PROBLEM DETAILS
Report every line of the records below that includes the string "bool".

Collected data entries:
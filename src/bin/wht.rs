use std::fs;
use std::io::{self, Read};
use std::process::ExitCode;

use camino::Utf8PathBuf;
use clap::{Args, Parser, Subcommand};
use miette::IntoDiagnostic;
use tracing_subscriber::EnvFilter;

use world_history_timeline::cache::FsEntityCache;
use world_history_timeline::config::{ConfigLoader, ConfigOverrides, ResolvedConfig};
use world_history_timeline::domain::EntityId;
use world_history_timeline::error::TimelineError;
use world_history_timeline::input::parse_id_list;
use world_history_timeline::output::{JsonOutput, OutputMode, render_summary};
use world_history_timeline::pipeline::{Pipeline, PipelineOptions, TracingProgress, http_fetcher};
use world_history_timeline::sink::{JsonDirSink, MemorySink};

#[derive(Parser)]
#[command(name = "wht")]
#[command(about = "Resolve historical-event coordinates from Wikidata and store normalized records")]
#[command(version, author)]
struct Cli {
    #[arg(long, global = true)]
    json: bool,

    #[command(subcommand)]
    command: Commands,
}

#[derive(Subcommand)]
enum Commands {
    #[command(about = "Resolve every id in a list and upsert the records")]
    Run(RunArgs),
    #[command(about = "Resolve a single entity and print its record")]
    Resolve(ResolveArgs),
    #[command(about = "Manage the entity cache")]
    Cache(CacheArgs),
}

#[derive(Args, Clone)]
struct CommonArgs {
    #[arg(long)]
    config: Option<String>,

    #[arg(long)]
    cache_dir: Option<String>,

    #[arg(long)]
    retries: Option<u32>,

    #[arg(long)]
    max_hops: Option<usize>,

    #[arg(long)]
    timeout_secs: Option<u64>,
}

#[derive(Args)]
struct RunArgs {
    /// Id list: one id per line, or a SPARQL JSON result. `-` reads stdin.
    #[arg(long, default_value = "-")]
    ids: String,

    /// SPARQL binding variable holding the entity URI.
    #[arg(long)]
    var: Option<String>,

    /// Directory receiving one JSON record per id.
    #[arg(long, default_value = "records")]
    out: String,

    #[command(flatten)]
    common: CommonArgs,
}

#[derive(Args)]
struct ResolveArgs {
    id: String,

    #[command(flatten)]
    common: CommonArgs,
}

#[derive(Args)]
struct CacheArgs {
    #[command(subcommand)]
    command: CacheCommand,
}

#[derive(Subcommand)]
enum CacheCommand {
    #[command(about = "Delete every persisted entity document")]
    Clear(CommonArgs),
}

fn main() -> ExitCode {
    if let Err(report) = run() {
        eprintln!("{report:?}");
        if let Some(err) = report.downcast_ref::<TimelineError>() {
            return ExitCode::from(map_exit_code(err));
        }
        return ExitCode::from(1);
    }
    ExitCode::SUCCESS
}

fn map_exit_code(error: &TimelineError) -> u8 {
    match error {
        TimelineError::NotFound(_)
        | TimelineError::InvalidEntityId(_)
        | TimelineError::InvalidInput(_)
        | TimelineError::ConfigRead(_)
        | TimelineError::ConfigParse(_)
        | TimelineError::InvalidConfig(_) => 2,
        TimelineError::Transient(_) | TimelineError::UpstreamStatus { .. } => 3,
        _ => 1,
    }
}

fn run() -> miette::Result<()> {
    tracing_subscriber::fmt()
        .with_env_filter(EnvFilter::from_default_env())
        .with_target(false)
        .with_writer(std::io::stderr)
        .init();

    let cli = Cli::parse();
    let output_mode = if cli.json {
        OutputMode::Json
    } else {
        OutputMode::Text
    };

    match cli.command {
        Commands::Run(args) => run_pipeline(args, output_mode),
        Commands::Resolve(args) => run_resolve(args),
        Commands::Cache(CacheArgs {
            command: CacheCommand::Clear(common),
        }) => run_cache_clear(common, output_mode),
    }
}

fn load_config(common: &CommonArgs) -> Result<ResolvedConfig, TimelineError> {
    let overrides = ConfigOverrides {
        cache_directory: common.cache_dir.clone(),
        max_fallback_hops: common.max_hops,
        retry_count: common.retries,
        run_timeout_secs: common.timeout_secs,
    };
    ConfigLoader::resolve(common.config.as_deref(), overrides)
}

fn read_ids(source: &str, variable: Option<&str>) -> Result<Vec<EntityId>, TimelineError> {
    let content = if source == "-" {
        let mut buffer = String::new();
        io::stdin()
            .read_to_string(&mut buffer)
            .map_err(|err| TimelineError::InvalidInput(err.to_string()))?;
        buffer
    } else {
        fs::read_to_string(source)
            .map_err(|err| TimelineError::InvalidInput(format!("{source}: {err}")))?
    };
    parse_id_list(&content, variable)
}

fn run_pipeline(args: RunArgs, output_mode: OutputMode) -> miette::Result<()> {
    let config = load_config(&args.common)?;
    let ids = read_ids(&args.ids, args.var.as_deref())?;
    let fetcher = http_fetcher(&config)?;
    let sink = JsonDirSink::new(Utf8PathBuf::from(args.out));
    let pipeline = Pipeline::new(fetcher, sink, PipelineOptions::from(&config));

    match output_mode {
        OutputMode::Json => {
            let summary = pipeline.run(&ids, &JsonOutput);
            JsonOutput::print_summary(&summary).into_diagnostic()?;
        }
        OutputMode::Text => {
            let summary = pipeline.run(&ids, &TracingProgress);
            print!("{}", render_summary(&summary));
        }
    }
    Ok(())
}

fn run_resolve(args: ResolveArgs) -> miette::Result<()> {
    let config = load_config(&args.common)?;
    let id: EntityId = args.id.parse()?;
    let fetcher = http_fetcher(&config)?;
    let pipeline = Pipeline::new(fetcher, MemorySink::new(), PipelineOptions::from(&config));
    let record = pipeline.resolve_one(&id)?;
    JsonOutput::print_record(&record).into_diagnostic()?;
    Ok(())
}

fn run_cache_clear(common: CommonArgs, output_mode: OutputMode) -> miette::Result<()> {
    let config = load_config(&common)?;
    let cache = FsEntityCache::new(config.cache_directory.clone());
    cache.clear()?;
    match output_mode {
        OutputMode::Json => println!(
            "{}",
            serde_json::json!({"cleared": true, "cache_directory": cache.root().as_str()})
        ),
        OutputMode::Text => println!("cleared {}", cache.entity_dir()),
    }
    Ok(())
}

---

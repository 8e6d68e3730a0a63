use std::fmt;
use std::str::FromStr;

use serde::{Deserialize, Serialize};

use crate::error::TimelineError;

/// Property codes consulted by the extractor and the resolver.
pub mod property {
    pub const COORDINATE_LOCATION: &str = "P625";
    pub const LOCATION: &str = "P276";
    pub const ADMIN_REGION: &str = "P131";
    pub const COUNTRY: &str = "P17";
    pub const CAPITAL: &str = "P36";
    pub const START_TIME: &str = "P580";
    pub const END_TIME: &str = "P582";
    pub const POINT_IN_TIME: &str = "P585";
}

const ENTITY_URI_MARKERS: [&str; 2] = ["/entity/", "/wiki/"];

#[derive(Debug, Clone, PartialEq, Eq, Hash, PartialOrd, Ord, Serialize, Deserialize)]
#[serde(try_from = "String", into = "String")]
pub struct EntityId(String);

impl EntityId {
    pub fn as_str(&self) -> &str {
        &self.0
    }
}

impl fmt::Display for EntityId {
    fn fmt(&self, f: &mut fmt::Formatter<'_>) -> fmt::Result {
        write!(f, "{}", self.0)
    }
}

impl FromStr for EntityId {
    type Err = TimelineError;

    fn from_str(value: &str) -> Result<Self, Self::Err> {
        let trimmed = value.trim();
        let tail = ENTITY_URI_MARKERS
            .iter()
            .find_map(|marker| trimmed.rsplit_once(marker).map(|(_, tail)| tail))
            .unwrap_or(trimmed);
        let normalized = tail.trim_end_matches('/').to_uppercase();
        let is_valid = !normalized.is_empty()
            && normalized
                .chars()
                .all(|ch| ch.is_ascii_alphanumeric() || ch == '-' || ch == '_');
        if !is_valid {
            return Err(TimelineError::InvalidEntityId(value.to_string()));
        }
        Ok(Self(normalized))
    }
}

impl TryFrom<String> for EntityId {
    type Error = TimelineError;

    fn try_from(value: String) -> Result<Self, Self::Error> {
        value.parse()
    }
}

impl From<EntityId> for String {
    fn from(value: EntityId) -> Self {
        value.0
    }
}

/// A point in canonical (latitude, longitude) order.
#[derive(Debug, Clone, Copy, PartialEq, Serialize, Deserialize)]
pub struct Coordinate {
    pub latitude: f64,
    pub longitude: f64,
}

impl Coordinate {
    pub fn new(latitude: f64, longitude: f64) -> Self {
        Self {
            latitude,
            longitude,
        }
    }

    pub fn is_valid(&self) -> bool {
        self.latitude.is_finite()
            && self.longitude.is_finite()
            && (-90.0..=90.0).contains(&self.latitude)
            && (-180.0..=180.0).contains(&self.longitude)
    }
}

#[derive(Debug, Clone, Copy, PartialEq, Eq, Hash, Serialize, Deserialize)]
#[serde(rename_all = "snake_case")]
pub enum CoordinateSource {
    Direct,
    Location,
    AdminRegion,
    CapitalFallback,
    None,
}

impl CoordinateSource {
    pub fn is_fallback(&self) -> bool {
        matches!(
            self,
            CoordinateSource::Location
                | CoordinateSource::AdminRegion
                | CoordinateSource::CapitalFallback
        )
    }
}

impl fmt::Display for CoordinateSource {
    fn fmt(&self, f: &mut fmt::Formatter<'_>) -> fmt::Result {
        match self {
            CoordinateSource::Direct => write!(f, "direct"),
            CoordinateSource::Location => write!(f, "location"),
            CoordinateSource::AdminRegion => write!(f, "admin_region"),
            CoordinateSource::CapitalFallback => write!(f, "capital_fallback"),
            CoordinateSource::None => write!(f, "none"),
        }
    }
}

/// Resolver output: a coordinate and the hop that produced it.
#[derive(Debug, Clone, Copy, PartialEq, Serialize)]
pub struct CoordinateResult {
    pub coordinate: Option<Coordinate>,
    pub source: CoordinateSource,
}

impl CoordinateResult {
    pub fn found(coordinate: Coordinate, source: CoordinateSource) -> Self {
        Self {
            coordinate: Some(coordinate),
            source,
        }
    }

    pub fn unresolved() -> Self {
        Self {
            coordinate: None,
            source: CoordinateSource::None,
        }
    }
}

TASK RESPONSE
    json: bool,
    pub fn is_valid(&self) -> bool {
    pub fn is_fallback(&self) -> bool {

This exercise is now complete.